- Born: Bangkok, Thailand
- Education: Emerson College (BA) University of Kansas (MA, PhD) City University of New York (PhD)
- Notable work: Easy Beauty

= Chloe Cooper Jones =

American journalist, memoirist, and academic

Chloé Cooper Jones is a Thailand-born American memoirist, academic, and journalist. Her work has appeared in publications including the New York Times, GQ, The Verge, VICE, Bookforum, New York Magazine and The Believer.

==Biography==
Jones was born in Bangkok, Thailand, and grew up in Tonganoxie and Lawrence, Kansas. She earned a bachelor's degree at Emerson College and a master's degree and doctorate from the University of Kansas. She was awarded a second PhD at City University of New York Graduate Center.

In 2020, Jones was a finalist for the Pulitzer Prize in feature writing for her profile of Ramsey Orta, the man who filmed the NYPD’s killing of Eric Garner. The profile appeared in The Verge. She’s also the recipient of the 2020 Whiting Foundation Creative Nonfiction Grant, and a 2021 Howard Foundation Grant from Brown University, both for Easy Beauty.

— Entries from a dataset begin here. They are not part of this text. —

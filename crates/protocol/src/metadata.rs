//! Provenance attached to every uploaded file.

use chrono::{DateTime, Utc};
use serde::{Deserialize, Serialize};
use uuid::Uuid;

use crate::types::DataType;

/// Batch-wide context supplied by the identity layer.
///
/// The relay trusts `submitter_identity` and `submitter_role` verbatim;
/// they are only used to tag the sidecar documents.
#[derive(Debug, Clone, PartialEq, Serialize, Deserialize)]
pub struct MetadataContext {
    pub submitter_identity: String,
    pub submitter_role: String,
    pub batch_id: Uuid,
    pub batch_size: usize,
    pub submitted_at: DateTime<Utc>,
}

impl MetadataContext {
    /// Creates a context for a batch submitted now, with a fresh batch id.
    pub fn new(
        submitter_identity: impl Into<String>,
        submitter_role: impl Into<String>,
        batch_size: usize,
    ) -> Self {
        Self {
            submitter_identity: submitter_identity.into(),
            submitter_role: submitter_role.into(),
            batch_id: Uuid::new_v4(),
            batch_size,
            submitted_at: Utc::now(),
        }
    }

    /// Overrides the submission timestamp.
    pub fn submitted_at(mut self, at: DateTime<Utc>) -> Self {
        self.submitted_at = at;
        self
    }

    /// Builds the sidecar document for one file of this batch.
    pub fn sidecar(&self, data_type: DataType, filename: &str, size_bytes: u64) -> SidecarMetadata {
        SidecarMetadata {
            uploaded_by: self.submitter_identity.clone(),
            user_role: self.submitter_role.clone(),
            data_type,
            batch_size: self.batch_size,
            batch_id: Some(self.batch_id),
            timestamp_utc: self.submitted_at,
            filename: filename.to_string(),
            size_bytes,
        }
    }
}

/// JSON document written as `<file>.json` next to each remote file.
///
/// Field names are consumed by downstream tooling in the landing area.
#[derive(Debug, Clone, PartialEq, Serialize, Deserialize)]
pub struct SidecarMetadata {
    pub uploaded_by: String,
    pub user_role: String,
    pub data_type: DataType,
    pub batch_size: usize,
    #[serde(default, skip_serializing_if = "Option::is_none")]
    pub batch_id: Option<Uuid>,
    pub timestamp_utc: DateTime<Utc>,
    pub filename: String,
    pub size_bytes: u64,
}

impl SidecarMetadata {
    /// Renders the document with four-space indentation.
    pub fn to_pretty_json(&self) -> Result<Vec<u8>, serde_json::Error> {
        let mut buf = Vec::new();
        let formatter = serde_json::ser::PrettyFormatter::with_indent(b"    ");
        let mut ser = serde_json::Serializer::with_formatter(&mut buf, formatter);
        self.serialize(&mut ser)?;
        Ok(buf)
    }
}
//! Data types for the batch flow.

use ecgupload_protocol::{DataType, MetadataContext};
use ecgupload_transfer::IncomingFile;
use uuid::Uuid;

use crate::error::ValidationError;

/// Files submitted together under one category and metadata context.
///
/// Built by the boundary layer and consumed by
/// [`BatchUploader::upload_batch`](crate::BatchUploader::upload_batch).
#[derive(Debug)]
pub struct TransferRequest {
    pub(crate) files: Vec<IncomingFile>,
    pub(crate) category: DataType,
    pub(crate) context: MetadataContext,
}

impl TransferRequest {
    pub fn new(category: DataType, context: MetadataContext, files: Vec<IncomingFile>) -> Self {
        Self {
            files,
            category,
            context,
        }
    }

    pub fn category(&self) -> DataType {
        self.category
    }

    pub fn context(&self) -> &MetadataContext {
        &self.context
    }

    pub fn files(&self) -> &[IncomingFile] {
        &self.files
    }

    pub fn len(&self) -> usize {
        self.files.len()
    }

    pub fn is_empty(&self) -> bool {
        self.files.is_empty()
    }

    /// Boundary checks. The orchestrator itself tolerates an empty request;
    /// callers that want a client error run this first.
    pub fn validate(&self) -> Result<(), ValidationError> {
        if self.files.is_empty() {
            return Err(ValidationError::NoFiles);
        }
        if self.context.submitter_identity.trim().is_empty() {
            return Err(ValidationError::MissingIdentity);
        }
        if self.context.batch_size != self.files.len() {
            return Err(ValidationError::BatchSizeMismatch {
                declared: self.context.batch_size,
                actual: self.files.len(),
            });
        }
        Ok(())
    }
}

/// Progress event emitted while a batch runs.
#[derive(Debug, Clone, PartialEq)]
pub enum BatchEvent {
    FileStarted {
        batch_id: Uuid,
        index: usize,
        filename: String,
    },
    FileUploaded {
        batch_id: Uuid,
        index: usize,
        remote_path: String,
        bytes: u64,
    },
    FileFailed {
        batch_id: Uuid,
        index: usize,
        error: String,
    },
    BatchFinished {
        batch_id: Uuid,
        uploaded: usize,
        failed: usize,
    },
}

#[cfg(test)]
mod tests {
    use super::*;

    fn files(n: usize) -> Vec<IncomingFile> {
        (0..n)
            .map(|i| IncomingFile::from_bytes(format!("f{i}.csv"), vec![b'x'; 4]))
            .collect()
    }

    #[test]
    fn validate_accepts_well_formed_request() {
        let request = TransferRequest::new(
            DataType::Ring,
            MetadataContext::new("alice", "user", 2),
            files(2),
        );
        assert!(request.validate().is_ok());
        assert_eq!(request.len(), 2);
        assert_eq!(request.category(), DataType::Ring);
    }

    #[test]
    fn validate_rejects_empty_request() {
        let request = TransferRequest::new(
            DataType::Ring,
            MetadataContext::new("alice", "user", 0),
            Vec::new(),
        );
        assert!(request.is_empty());
        assert!(matches!(request.validate(), Err(ValidationError::NoFiles)));
    }

    #[test]
    fn validate_rejects_blank_identity() {
        let request = TransferRequest::new(
            DataType::Watches,
            MetadataContext::new(" ", "user", 1),
            files(1),
        );
        assert!(matches!(
            request.validate(),
            Err(ValidationError::MissingIdentity)
        ));
    }

    #[test]
    fn validate_rejects_batch_size_mismatch() {
        let request = TransferRequest::new(
            DataType::Watches,
            MetadataContext::new("alice", "user", 5),
            files(2),
        );
        assert!(matches!(
            request.validate(),
            Err(ValidationError::BatchSizeMismatch {
                declared: 5,
                actual: 2
            })
        ));
    }
}
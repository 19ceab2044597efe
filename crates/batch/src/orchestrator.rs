//! Batch orchestrator.
//!
//! Opens one session per batch, provisions the dated directory and streams
//! every file in submission order. File-level failures become outcomes;
//! only session and provisioning failures abort the batch.

use std::collections::HashSet;
use std::sync::Arc;

use ecgupload_protocol::{DataType, MetadataContext, TransferOutcome};
use ecgupload_transfer::{
    Connector, IncomingFile, RemoteDestination, RemoteFs, StreamWriter, sanitize_filename,
};
use tokio::sync::mpsc;
use tracing::{error, info, warn};

use crate::error::BatchError;
use crate::provision::ensure_directory;
use crate::types::{BatchEvent, TransferRequest};

/// Uploads batches through a [`Connector`].
///
/// Holds configuration only. Every call to [`upload_batch`](Self::upload_batch)
/// opens and closes its own session, so one uploader can serve any number
/// of concurrent batches.
pub struct BatchUploader<C: Connector> {
    connector: C,
    base_path: String,
    writer: StreamWriter,
    events_tx: Option<mpsc::Sender<BatchEvent>>,
}

impl<C: Connector> BatchUploader<C> {
    /// Creates an uploader writing below `base_path` on the remote side.
    pub fn new(connector: C, base_path: impl Into<String>) -> Self {
        Self {
            connector,
            base_path: base_path.into(),
            writer: StreamWriter::default(),
            events_tx: None,
        }
    }

    /// Replaces the default stream writer (chunk size, size limit).
    pub fn with_writer(mut self, writer: StreamWriter) -> Self {
        self.writer = writer;
        self
    }

    /// Sends progress events to `tx`. Sends never block; events are dropped
    /// when the channel is full.
    pub fn with_events(mut self, tx: mpsc::Sender<BatchEvent>) -> Self {
        self.events_tx = Some(tx);
        self
    }

    pub fn connector(&self) -> &C {
        &self.connector
    }

    /// Destination directory for a batch of `category` submitted under
    /// `context`.
    pub fn destination_for(
        &self,
        category: DataType,
        context: &MetadataContext,
    ) -> RemoteDestination {
        RemoteDestination::resolve(
            &self.base_path,
            category,
            context.submitted_at.date_naive(),
        )
    }

    /// Uploads every file of `request` and returns one outcome per file, in
    /// submission order.
    ///
    /// Blocks for the whole transfer. An empty request returns immediately
    /// without connecting.
    pub fn upload_batch(
        &self,
        request: TransferRequest,
    ) -> Result<Vec<TransferOutcome>, BatchError> {
        let TransferRequest {
            files,
            category,
            context,
        } = request;

        if files.is_empty() {
            return Ok(Vec::new());
        }

        let batch_id = context.batch_id;
        let destination = self.destination_for(category, &context);
        info!(
            batch = %batch_id,
            category = %category,
            files = files.len(),
            dir = %destination.dir(),
            peer = %self.connector.peer(),
            "starting upload batch"
        );

        let session = self.connector.open().inspect_err(|e| {
            error!(batch = %batch_id, error = %e, "cannot open session");
        })?;

        if let Err(e) = ensure_directory(&session, destination.dir()) {
            error!(batch = %batch_id, error = %e, "cannot provision batch directory");
            return Err(e.into());
        }

        // Names already landed by this batch; a later file must not replace them.
        let mut landed: HashSet<String> = HashSet::with_capacity(files.len());
        let mut outcomes = Vec::with_capacity(files.len());
        for (index, file) in files.into_iter().enumerate() {
            let outcome = self.upload_one(
                &session,
                &destination,
                category,
                &context,
                index,
                file,
                &mut landed,
            );
            outcomes.push(outcome);
        }

        let uploaded = outcomes.iter().filter(|o| o.is_uploaded()).count();
        let failed = outcomes.len() - uploaded;
        self.emit(BatchEvent::BatchFinished {
            batch_id,
            uploaded,
            failed,
        });
        info!(batch = %batch_id, uploaded, failed, "upload batch finished");

        // Session drops here and closes the connection.
        Ok(outcomes)
    }

    /// Runs [`upload_batch`](Self::upload_batch) on a dedicated blocking
    /// worker.
    pub async fn spawn_batch(
        self: Arc<Self>,
        request: TransferRequest,
    ) -> Result<Vec<TransferOutcome>, BatchError>
    where
        C: 'static,
    {
        tokio::task::spawn_blocking(move || self.upload_batch(request))
            .await
            .map_err(|e| BatchError::Worker(e.to_string()))?
    }

    #[allow(clippy::too_many_arguments)]
    fn upload_one<F: RemoteFs + ?Sized>(
        &self,
        remote: &F,
        destination: &RemoteDestination,
        category: DataType,
        context: &MetadataContext,
        index: usize,
        mut file: IncomingFile,
        landed: &mut HashSet<String>,
    ) -> TransferOutcome {
        let batch_id = context.batch_id;
        self.emit(BatchEvent::FileStarted {
            batch_id,
            index,
            filename: file.filename.clone(),
        });

        let safe_name = sanitize_filename(&file.filename);

        if landed.contains(&safe_name) {
            let error = format!(
                "duplicate filename {safe_name} in batch would overwrite an earlier file"
            );
            return self.fail(batch_id, index, &safe_name, "", 0, error);
        }

        if let Err(e) = self.writer.check_declared_size(file.declared_size) {
            return self.fail(batch_id, index, &safe_name, "", 0, e.to_string());
        }

        let remote_path = destination.file_path(&safe_name);

        let report = match self
            .writer
            .write_file(remote, file.source_mut(), &remote_path)
        {
            Ok(report) => report,
            Err(e) => {
                let bytes = e.bytes_written();
                return self.fail(
                    batch_id,
                    index,
                    &safe_name,
                    &remote_path,
                    bytes,
                    e.to_string(),
                );
            }
        };

        let sidecar = context.sidecar(category, &safe_name, report.bytes_written);
        let sidecar_written = match self.writer.write_sidecar(remote, &remote_path, &sidecar) {
            Ok(_) => true,
            Err(e) => {
                warn!(
                    batch = %batch_id,
                    path = %remote_path,
                    error = %e,
                    "sidecar not written, file kept"
                );
                false
            }
        };

        landed.insert(safe_name.clone());
        info!(
            batch = %batch_id,
            path = %remote_path,
            bytes = report.bytes_written,
            sha256 = %report.sha256,
            "file uploaded"
        );
        self.emit(BatchEvent::FileUploaded {
            batch_id,
            index,
            remote_path: remote_path.clone(),
            bytes: report.bytes_written,
        });

        TransferOutcome::Uploaded {
            filename: safe_name,
            remote_path,
            bytes_written: report.bytes_written,
            sha256: report.sha256,
            sidecar_written,
        }
    }

    fn fail(
        &self,
        batch_id: uuid::Uuid,
        index: usize,
        filename: &str,
        remote_path: &str,
        bytes_written: u64,
        error: String,
    ) -> TransferOutcome {
        let outcome = TransferOutcome::failed(filename, remote_path, bytes_written, error);
        let message = outcome.error().unwrap_or_default().to_string();
        warn!(batch = %batch_id, file = %filename, error = %message, "file failed");
        self.emit(BatchEvent::FileFailed {
            batch_id,
            index,
            error: message,
        });
        outcome
    }

    fn emit(&self, event: BatchEvent) {
        if let Some(tx) = &self.events_tx {
            let _ = tx.try_send(event);
        }
    }
}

She was born with sacral agenesis, a congenital disorder that impacts her walk and shortens her stature. Jones' memoir, Easy Beauty, which is about her quest to both understand beauty and to challenge our assumptions and standards of it, was published by Avid Reader/Simon & Schuster in April 2022. A review in Ms.Magazine described Easy Beauty as "a memoir of motherhood and disability, of bodily presence and difference depicted by talent that is both staggering and undeniable." It was named a best book of the year by publications including The Washington Post, the Los Angeles Times, USA Today, Time, Publishers Weekly, Booklist and The New York Times. Jones was a finalist for the 2023 Pulitzer Prize for Memoir or Autobiography.